# Hash Table

This section concerns [Hash Table](#hash-table) data structure and its relevant hash functions designs. And it's an improved version of [Direct-Access Table](#direct-access-table) for operational efficiency.

## Direct-Access Table

As an inherited example of [Symbol Table](https://cs-notes.gitbook.io/algorithm-notes/outline/overview-5/overview), [Direct-Access Table](#direct-access-table) is satisfactory if given a small universe 𝒰 of *keys* for its implementation simplicity and effectiveness.

Formal Def:

Suppose distinct m *keys* are taken from 𝒰 ⊆ {0, 1, ..., n}, setup an array T\[0, 1, ...m-1]:

&#x20;![](https://204822229-files.gitbook.io/~/files/v0/b/gitbook-legacy-files/o/assets%2F-LQpLOTVKDY3pIvuIk2h%2F-LQpLtuWuWX31O5763zE%2F-LQpLzns2enqQnt6mCjp%2Fdirect_access_table.png?generation=1541714740973073\&alt=media)Figure 1. Direct-Access Table Mathematical Representation

wherein every position in array T is called a *slot*. It is expected to have only Θ(1) access time but if the range of *keys* is too large, e.g. 64-bit numbers which have over trillions of different *keys*, the [direct-access table](#direct-access-table) may be overwhelmed in memory usage as well as entry access time. It is a poor choice in the context of Internet data size. Thus, the [Hash Table](#hash-table) is introduced.

## Design Idea

[Hash Table](#hash-table) is an extended array structure that associate *keys* with *values* that is dynamically resizable on demand. It is designed to combine the good qualities of \[List]\(<https://en.wikipedia.org/wiki/List_(abstract_data_type>)) and [Array](https://en.wikipedia.org/wiki/Array_data_structure) data structures.
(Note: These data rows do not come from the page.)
//! Local capture and media stream handles
//!
//! [`StreamManager`] owns the local camera+microphone capture for the whole
//! lifetime of a call: it is the only component allowed to stop local
//! tracks, and its handle is lent (never copied) to successive peer
//! connections across reconnections. Remote tracks are owned by the peer
//! connection that produced them and are replaced wholesale on
//! renegotiation.

mod synthetic;

pub use synthetic::SyntheticMediaSource;

use crate::{Error, Result};
use async_trait::async_trait;
use std::sync::atomic::{AtomicBool, Ordering};
use std::sync::Arc;
use std::time::Duration;
use tokio::sync::RwLock;
use tracing::{debug, info};
use webrtc::media::Sample;
use webrtc::rtp_transceiver::rtp_codec::RTCRtpCodecCapability;
use webrtc::track::track_local::track_local_static_sample::TrackLocalStaticSample;
use webrtc::track::track_remote::TrackRemote;

/// Media track kind
#[derive(Debug, Clone, Copy, PartialEq, Eq)]
pub enum TrackKind {
    Audio,
    Video,
}

impl std::fmt::Display for TrackKind {
    fn fmt(&self, f: &mut std::fmt::Formatter<'_>) -> std::fmt::Result {
        match self {
            TrackKind::Audio => write!(f, "audio"),
            TrackKind::Video => write!(f, "video"),
        }
    }
}

/// A local capture track
///
/// Wraps the sample-based WebRTC track together with the mute flag and the
/// stop latch. Muting suppresses sample emission instead of detaching the
/// track, so mute/unmute never triggers renegotiation.
pub struct LocalTrack {
    id: String,
    kind: TrackKind,
    rtc: Arc<TrackLocalStaticSample>,
    enabled: AtomicBool,
    stopped: AtomicBool,
}

impl LocalTrack {
    /// Create a track of the given kind
    ///
    /// Audio tracks carry Opus at 48kHz; video tracks VP8 on the standard
    /// 90kHz clock.
    pub fn new(kind: TrackKind, track_id: impl Into<String>, stream_id: impl Into<String>) -> Self {
        let track_id = track_id.into();
        let capability = match kind {
            TrackKind::Audio => RTCRtpCodecCapability {
                mime_type: "audio/opus".to_string(),
                clock_rate: 48_000,
                channels: 1,
                sdp_fmtp_line: String::new(),
                rtcp_feedback: vec![],
            },
            TrackKind::Video => RTCRtpCodecCapability {
                mime_type: "video/VP8".to_string(),
                clock_rate: 90_000,
                channels: 0,
                sdp_fmtp_line: String::new(),
                rtcp_feedback: vec![],
            },
        };

        let rtc = Arc::new(TrackLocalStaticSample::new(
            capability,
            track_id.clone(),
            stream_id.into(),
        ));

        Self {
            id: track_id,
            kind,
            rtc,
            enabled: AtomicBool::new(true),
            stopped: AtomicBool::new(false),
        }
    }

    /// Track identifier
    pub fn id(&self) -> &str {
        &self.id
    }

    /// Track kind
    pub fn kind(&self) -> TrackKind {
        self.kind
    }

    /// Enable or disable (mute) the track
    pub fn set_enabled(&self, enabled: bool) {
        self.enabled.store(enabled, Ordering::SeqCst);
        debug!(track = %self.id, kind = %self.kind, enabled, "track toggled");
    }

    /// Whether the track currently emits samples
    pub fn is_enabled(&self) -> bool {
        self.enabled.load(Ordering::SeqCst)
    }

    /// Stop the track
    ///
    /// Returns `true` only for the call that actually stopped it; later
    /// calls are no-ops. Once stopped a track never emits again.
    pub fn stop(&self) -> bool {
        !self.stopped.swap(true, Ordering::SeqCst)
    }

    /// Whether the track has been stopped
    pub fn is_stopped(&self) -> bool {
        self.stopped.load(Ordering::SeqCst)
    }

    /// The underlying WebRTC track, for attaching to a peer connection
    pub fn rtc_track(&self) -> Arc<TrackLocalStaticSample> {
        Arc::clone(&self.rtc)
    }

    /// Write one encoded sample to the track
    ///
    /// Disabled tracks swallow the sample (mute); stopped tracks reject it
    /// so capture pumps know to shut down.
    pub async fn write_sample(&self, payload: Vec<u8>, duration: Duration) -> Result<()> {
        if self.is_stopped() {
            return Err(Error::MediaTrack(format!("track {} is stopped", self.id)));
        }
        if !self.is_enabled() {
            return Ok(());
        }

        self.rtc
            .write_sample(&Sample {
                data: payload.into(),
                duration,
                timestamp: std::time::SystemTime::now(),
                ..Default::default()
            })
            .await
            .map_err(|e| Error::MediaTrack(format!("failed to write sample: {}", e)))
    }
}

impl std::fmt::Debug for LocalTrack {
    fn fmt(&self, f: &mut std::fmt::Formatter<'_>) -> std::fmt::Result {
        f.debug_struct("LocalTrack")
            .field("id", &self.id)
            .field("kind", &self.kind)
            .field("enabled", &self.is_enabled())
            .field("stopped", &self.is_stopped())
            .finish()
    }
}

/// Handle to the local set of capture tracks
#[derive(Debug, Clone)]
pub struct MediaStreamHandle {
    id: String,
    tracks: Vec<Arc<LocalTrack>>,
}

impl MediaStreamHandle {
    pub(crate) fn new(id: String, tracks: Vec<Arc<LocalTrack>>) -> Self {
        Self { id, tracks }
    }

    /// Stream identifier
    pub fn id(&self) -> &str {
        &self.id
    }

    /// All tracks in the stream
    pub fn tracks(&self) -> &[Arc<LocalTrack>] {
        &self.tracks
    }

    /// The audio track, if present
    pub fn audio(&self) -> Option<&Arc<LocalTrack>> {
        self.tracks.iter().find(|t| t.kind() == TrackKind::Audio)
    }

    /// The video track, if present
    pub fn video(&self) -> Option<&Arc<LocalTrack>> {
        self.tracks.iter().find(|t| t.kind() == TrackKind::Video)
    }
}

/// One remote media track
#[derive(Clone)]
pub struct RemoteTrack {
    id: String,
    kind: TrackKind,
    inner: Arc<TrackRemote>,
}

impl RemoteTrack {
    pub(crate) fn new(id: String, kind: TrackKind, inner: Arc<TrackRemote>) -> Self {
        Self { id, kind, inner }
    }

    /// Track identifier
    pub fn id(&self) -> &str {
        &self.id
    }

    /// Track kind
    pub fn kind(&self) -> TrackKind {
        self.kind
    }

    /// The underlying WebRTC track, for reading RTP
    pub fn track(&self) -> Arc<TrackRemote> {
        Arc::clone(&self.inner)
    }
}

impl std::fmt::Debug for RemoteTrack {
    fn fmt(&self, f: &mut std::fmt::Formatter<'_>) -> std::fmt::Result {
        f.debug_struct("RemoteTrack")
            .field("id", &self.id)
            .field("kind", &self.kind)
            .finish()
    }
}

/// Handle to the remote participant's tracks
///
/// Owned by the peer connection that received them; a reconnection starts
/// from an empty handle and the old one is discarded wholesale.
#[derive(Debug, Clone, Default)]
pub struct RemoteStreamHandle {
    id: String,
    tracks: Vec<RemoteTrack>,
}

impl RemoteStreamHandle {
    pub(crate) fn new(id: String) -> Self {
        Self {
            id,
            tracks: Vec::new(),
        }
    }

    pub(crate) fn push(&mut self, track: RemoteTrack) {
        self.tracks.push(track);
    }

    /// Stream identifier (matches the owning connection)
    pub fn id(&self) -> &str {
        &self.id
    }

    /// All remote tracks received so far
    pub fn tracks(&self) -> &[RemoteTrack] {
        &self.tracks
    }

    /// The remote audio track, if present
    pub fn audio(&self) -> Option<&RemoteTrack> {
        self.tracks.iter().find(|t| t.kind() == TrackKind::Audio)
    }

    /// The remote video track, if present
    pub fn video(&self) -> Option<&RemoteTrack> {
        self.tracks.iter().find(|t| t.kind() == TrackKind::Video)
    }

    /// Whether any remote track has arrived
    pub fn is_empty(&self) -> bool {
        self.tracks.is_empty()
    }
}

/// Source of local capture tracks
///
/// Implementations front the platform capture stack. Failures are
/// user-actionable and terminal for the call attempt:
/// [`Error::MediaAccessDenied`] when the platform refuses capture,
/// [`Error::NoDeviceFound`] when no device exists.
#[async_trait]
pub trait MediaDeviceSource: Send + Sync {
    /// Open camera + microphone capture
    async fn open(&self) -> Result<Vec<Arc<LocalTrack>>>;
}

/// Owner of the local capture stream
///
/// Acquires capture once per call and releases it exactly once no matter
/// how many teardown paths run.
pub struct StreamManager {
    source: Arc<dyn MediaDeviceSource>,
    handle: RwLock<Option<MediaStreamHandle>>,
}

impl StreamManager {
    /// Create a manager backed by the given device source
    pub fn new(source: Arc<dyn MediaDeviceSource>) -> Self {
        Self {
            source,
            handle: RwLock::new(None),
        }
    }

    /// Request camera + microphone access
    ///
    /// Returns the existing handle if capture is already open. Failures are
    /// surfaced to the caller and never retried here: permission prompts are
    /// user-interactive, so retrying without user action cannot succeed.
    pub async fn acquire(&self) -> Result<MediaStreamHandle> {
        let mut guard = self.handle.write().await;
        if let Some(existing) = guard.as_ref() {
            debug!(stream = %existing.id(), "local stream already acquired");
            return Ok(existing.clone());
        }

        let tracks = self.source.open().await?;
        let handle = MediaStreamHandle::new(uuid::Uuid::new_v4().to_string(), tracks);
        info!(
            stream = %handle.id(),
            tracks = handle.tracks().len(),
            "local media acquired"
        );
        *guard = Some(handle.clone());
        Ok(handle)
    }

    /// Mute or unmute the local video track without renegotiating
    pub async fn set_video_enabled(&self, enabled: bool) {
        if let Some(handle) = self.handle.read().await.as_ref() {
            if let Some(track) = handle.video() {
                track.set_enabled(enabled);
            }
        }
    }

    /// Mute or unmute the local audio track without renegotiating
    pub async fn set_audio_enabled(&self, enabled: bool) {
        if let Some(handle) = self.handle.read().await.as_ref() {
            if let Some(track) = handle.audio() {
                track.set_enabled(enabled);
            }
        }
    }

    /// Stop every track and clear the handle
    ///
    /// Safe to call any number of times from any teardown path; each track
    /// is stopped at most once.
    pub async fn release(&self) {
        let taken = self.handle.write().await.take();
        match taken {
            Some(handle) => {
                for track in handle.tracks() {
                    if track.stop() {
                        debug!(track = %track.id(), kind = %track.kind(), "track stopped");
                    }
                }
                info!(stream = %handle.id(), "local media released");
            }
            None => debug!("release with no active stream"),
        }
    }

    /// The current handle, if capture is open
    pub async fn handle(&self) -> Option<MediaStreamHandle> {
        self.handle.read().await.clone()
    }
}

#[cfg(test)]
mod tests {
    use super::*;

    #[test]
    fn test_track_stops_exactly_once() {
        let track = LocalTrack::new(TrackKind::Audio, "audio-0", "stream-0");
        assert!(!track.is_stopped());
        assert!(track.stop());
        assert!(!track.stop());
        assert!(track.is_stopped());
    }

    #[tokio::test]
    async fn test_disabled_track_swallows_samples() {
        let track = LocalTrack::new(TrackKind::Audio, "audio-0", "stream-0");
        track.set_enabled(false);
        // Unbound and muted: the write is a silent no-op.
        track
            .write_sample(vec![0xf8, 0xff, 0xfe], Duration::from_millis(20))
            .await
            .unwrap();
    }

    #[tokio::test]
    async fn test_stopped_track_rejects_samples() {
        let track = LocalTrack::new(TrackKind::Video, "video-0", "stream-0");
        track.stop();
        let err = track
            .write_sample(vec![0u8; 16], Duration::from_millis(33))
            .await
            .unwrap_err();
        assert!(matches!(err, Error::MediaTrack(_)));
    }

    #[tokio::test]
    async fn test_acquire_release_cycle() {
        let manager = StreamManager::new(Arc::new(SyntheticMediaSource::new()));
        let handle = manager.acquire().await.unwrap();
        assert_eq!(handle.tracks().len(), 2);
        assert!(handle.audio().is_some());
        assert!(handle.video().is_some());

        manager.release().await;
        assert!(manager.handle().await.is_none());
        for track in handle.tracks() {
            assert!(track.is_stopped());
        }
    }

    #[tokio::test]
    async fn test_release_is_idempotent() {
        let manager = StreamManager::new(Arc::new(SyntheticMediaSource::new()));
        let handle = manager.acquire().await.unwrap();

        manager.release().await;
        manager.release().await;
        manager.release().await;

        // Each track was stopped by the first release and only once: a
        // direct stop() now reports "already stopped".
        for track in handle.tracks() {
            assert!(!track.stop());
        }
    }

    #[tokio::test]
    async fn test_acquire_twice_reuses_handle() {
        let manager = StreamManager::new(Arc::new(SyntheticMediaSource::new()));
        let first = manager.acquire().await.unwrap();
        let second = manager.acquire().await.unwrap();
        assert_eq!(first.id(), second.id());
    }

    #[tokio::test]
    async fn test_denied_source_surfaces_error() {
        let manager = StreamManager::new(Arc::new(SyntheticMediaSource::denying_access()));
        let err = manager.acquire().await.unwrap_err();
        assert!(matches!(err, Error::MediaAccessDenied(_)));
        assert!(err.is_media_error());
        assert!(!err.is_retryable());
    }

    #[tokio::test]
    async fn test_missing_devices_surface_error() {
        let manager = StreamManager::new(Arc::new(SyntheticMediaSource::without_devices()));
        let err = manager.acquire().await.unwrap_err();
        assert!(matches!(err, Error::NoDeviceFound(_)));
    }

    #[tokio::test]
    async fn test_toggle_flips_only_matching_kind() {
        let manager = StreamManager::new(Arc::new(SyntheticMediaSource::new()));
        let handle = manager.acquire().await.unwrap();

        manager.set_video_enabled(false).await;
        assert!(!handle.video().unwrap().is_enabled());
        assert!(handle.audio().unwrap().is_enabled());

        manager.set_video_enabled(true).await;
        assert!(handle.video().unwrap().is_enabled());
    }
}
impl CallSession {
    /// Create a session over the given signaling channel and capture source
    pub fn new(
        descriptor: CallDescriptor,
        config: CallConfig,
        signaling: Arc<dyn SignalingChannel>,
        media_source: Arc<dyn MediaDeviceSource>,
    ) -> Result<Self> {
        config.validate()?;

        let (shared, state_rx) = Shared::new(descriptor.session_id.clone());
        let (commands, commands_rx) = mpsc::unbounded_channel();
        let (shutdown_tx, shutdown_rx) = watch::channel(false);

        Ok(Self {
            descriptor,
            config,
            signaling,
            streams: Arc::new(StreamManager::new(media_source)),
            shared,
            state_rx,
            commands,
            commands_rx: Mutex::new(Some(commands_rx)),
            shutdown_tx,
            shutdown_rx,
            started: AtomicBool::new(false),
            ended: AtomicBool::new(false),
            driver: Mutex::new(None),
        })
    }

    /// Session id
    pub fn id(&self) -> &str {
        &self.descriptor.session_id
    }

    /// Handshake role
    pub fn role(&self) -> CallRole {
        self.descriptor.role
    }

    /// This participant's id
    pub fn local_participant_id(&self) -> &str {
        &self.descriptor.local_participant_id
    }

    /// The other participant's id
    pub fn remote_participant_id(&self) -> &str {
        &self.descriptor.remote_participant_id
    }

    /// Current state snapshot
    pub fn state(&self) -> CallSessionState {
        self.shared.snapshot()
    }

    /// Watch the state as it changes
    pub fn subscribe_state(&self) -> watch::Receiver<CallSessionState> {
        self.state_rx.clone()
    }

    /// Begin the call: acquire media, announce readiness, and hand control
    /// to the session driver
    ///
    /// Media failures are surfaced as-is and are not retried; permission
    /// prompts are user-interactive, so only the user can unblock them.
    pub async fn start(&self) -> Result<()> {
        if self.started.swap(true, Ordering::SeqCst) {
            return Err(Error::Internal("call session already started".to_string()));
        }
        if self.ended.load(Ordering::SeqCst) {
            return Err(Error::Internal("call session already ended".to_string()));
        }

        info!(
            session_id = %self.descriptor.session_id,
            role = ?self.descriptor.role,
            "starting call"
        );
        self.shared.update(|state| {
            if !state.phase.is_terminal() {
                state.phase = CallPhase::AcquiringMedia;
                state.started_at = Some(SystemTime::now());
            }
        });

        let local_stream = match self.streams.acquire().await {
            Ok(handle) => handle,
            Err(err) => {
                error!(
                    session_id = %self.descriptor.session_id,
                    error = %err,
                    "media acquisition failed"
                );
                self.shared.update(|state| {
                    if !state.phase.is_terminal() {
                        state.phase = CallPhase::Failed;
                    }
                    state.error = Some(err.to_string());
                });
                return Err(err);
            }
        };

        // end() may have raced media acquisition; release the fresh stream
        // instead of attaching it.
        if self.ended.load(Ordering::SeqCst) {
            debug!(
                session_id = %self.descriptor.session_id,
                "call ended during media acquisition"
            );
            self.streams.release().await;
            self.shared.update(|state| {
                if !state.phase.is_terminal() {
                    state.phase = CallPhase::Ended;
                }
            });
            return Ok(());
        }

        self.shared
            .update(|state| state.local_stream = Some(local_stream.clone()));

        let sig_rx = match self.signaling.subscribe(&self.descriptor.session_id).await {
            Ok(rx) => rx,
            Err(err) => {
                self.fail_start(&err).await;
                return Err(err);
            }
        };

        // Announce readiness; transient send failures are retried.
        let ready = SignalingMessage::presence(
            self.descriptor.local_participant_id.clone(),
            self.descriptor.session_id.clone(),
            PresenceStatus::Ready,
        );
        let send_result = self
            .config
            .signaling_send
            .execute(|| {
                let signaling = Arc::clone(&self.signaling);
                let session_id = self.descriptor.session_id.clone();
                let message = ready.clone();
                async move { signaling.send(&session_id, message).await }
            })
            .await;
        if let Err(err) = send_result {
            self.fail_start(&err).await;
            return Err(err);
        }

        self.shared.set_phase(CallPhase::Signaling);

        let Some(cmd_rx) = self.commands_rx.lock().take() else {
            return Err(Error::Internal("session driver already launched".to_string()));
        };
        let driver = Driver::new(
            self.descriptor.clone(),
            self.config.clone(),
            Arc::clone(&self.signaling),
            Arc::clone(&self.streams),
            local_stream,
            Arc::clone(&self.shared),
            self.shutdown_rx.clone(),
            sig_rx,
            cmd_rx,
        );
        *self.driver.lock() = Some(tokio::spawn(driver.run()));
        Ok(())
    }

    async fn fail_start(&self, err: &Error) {
        error!(
            session_id = %self.descriptor.session_id,
            error = %err,
            "call setup failed"
        );
        self.streams.release().await;
        self.shared.update(|state| {
            if !state.phase.is_terminal() {
                state.phase = CallPhase::Failed;
            }
            state.error = Some(err.to_string());
            state.local_stream = None;
        });
    }

    /// Mute or unmute outgoing video without renegotiating
    pub async fn set_video_enabled(&self, enabled: bool) {
        self.streams.set_video_enabled(enabled).await;
    }

    /// Mute or unmute outgoing audio without renegotiating
    pub async fn set_audio_enabled(&self, enabled: bool) {
        self.streams.set_audio_enabled(enabled).await;
    }

    /// Request a manual reconnection
    ///
    /// A no-op unless the session is in a connected or connecting phase.
    pub fn reconnect(&self) {
        debug!(session_id = %self.descriptor.session_id, "reconnect requested");
        let _ = self.commands.send(Command::Reconnect);
    }

    /// End the call and release every resource
    ///
    /// Callable from any state, any number of times, and after failure;
    /// local tracks are stopped exactly once regardless. The `ended`
    /// presence broadcast is best-effort (the call is already terminating),
    /// so it is not retried.
    pub async fn end(&self) {
        if self.ended.swap(true, Ordering::SeqCst) {
            debug!(session_id = %self.descriptor.session_id, "end already in progress");
            return;
        }

        info!(session_id = %self.descriptor.session_id, "ending call");
        let _ = self.shutdown_tx.send(true);

        self.streams.release().await;

        let bye = SignalingMessage::presence(
            self.descriptor.local_participant_id.clone(),
            self.descriptor.session_id.clone(),
            PresenceStatus::Ended,
        );
        if let Err(err) = self
            .signaling
            .send(&self.descriptor.session_id, bye)
            .await
        {
            debug!(
                session_id = %self.descriptor.session_id,
                error = %err,
                "best-effort ended broadcast failed"
            );
        }

        let handle = self.driver.lock().take();
        if let Some(mut handle) = handle {
            if tokio::time::timeout(Duration::from_secs(5), &mut handle)
                .await
                .is_err()
            {
                warn!(
                    session_id = %self.descriptor.session_id,
                    "session driver did not stop in time, aborting"
                );
                handle.abort();
            }
        }

        self.shared.update(|state| {
            if !matches!(state.phase, CallPhase::Failed) {
                state.phase = CallPhase::Ended;
            }
            state.local_stream = None;
            state.remote_stream = None;
            if state.ended_at.is_none() {
                state.ended_at = Some(SystemTime::now());
            }
        });
    }
}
Suppose given an evolving set 𝒮 from global universe 𝒰.

* \[List]\(<https://en.wikipedia.org/wiki/List_(abstract_data_type>)) only requires Θ(|𝒮|) space but lookup time Θ(|𝒮|) as well.
* [Array](https://en.wikipedia.org/wiki/Array_data_structure) only requires Ο(1) for lookup time but Θ(|𝒰|) space.

[Hash Table](#hash-table) possesses both the small space of storage Ο(|𝒮|) and swift entry access of Ο(1) optimally.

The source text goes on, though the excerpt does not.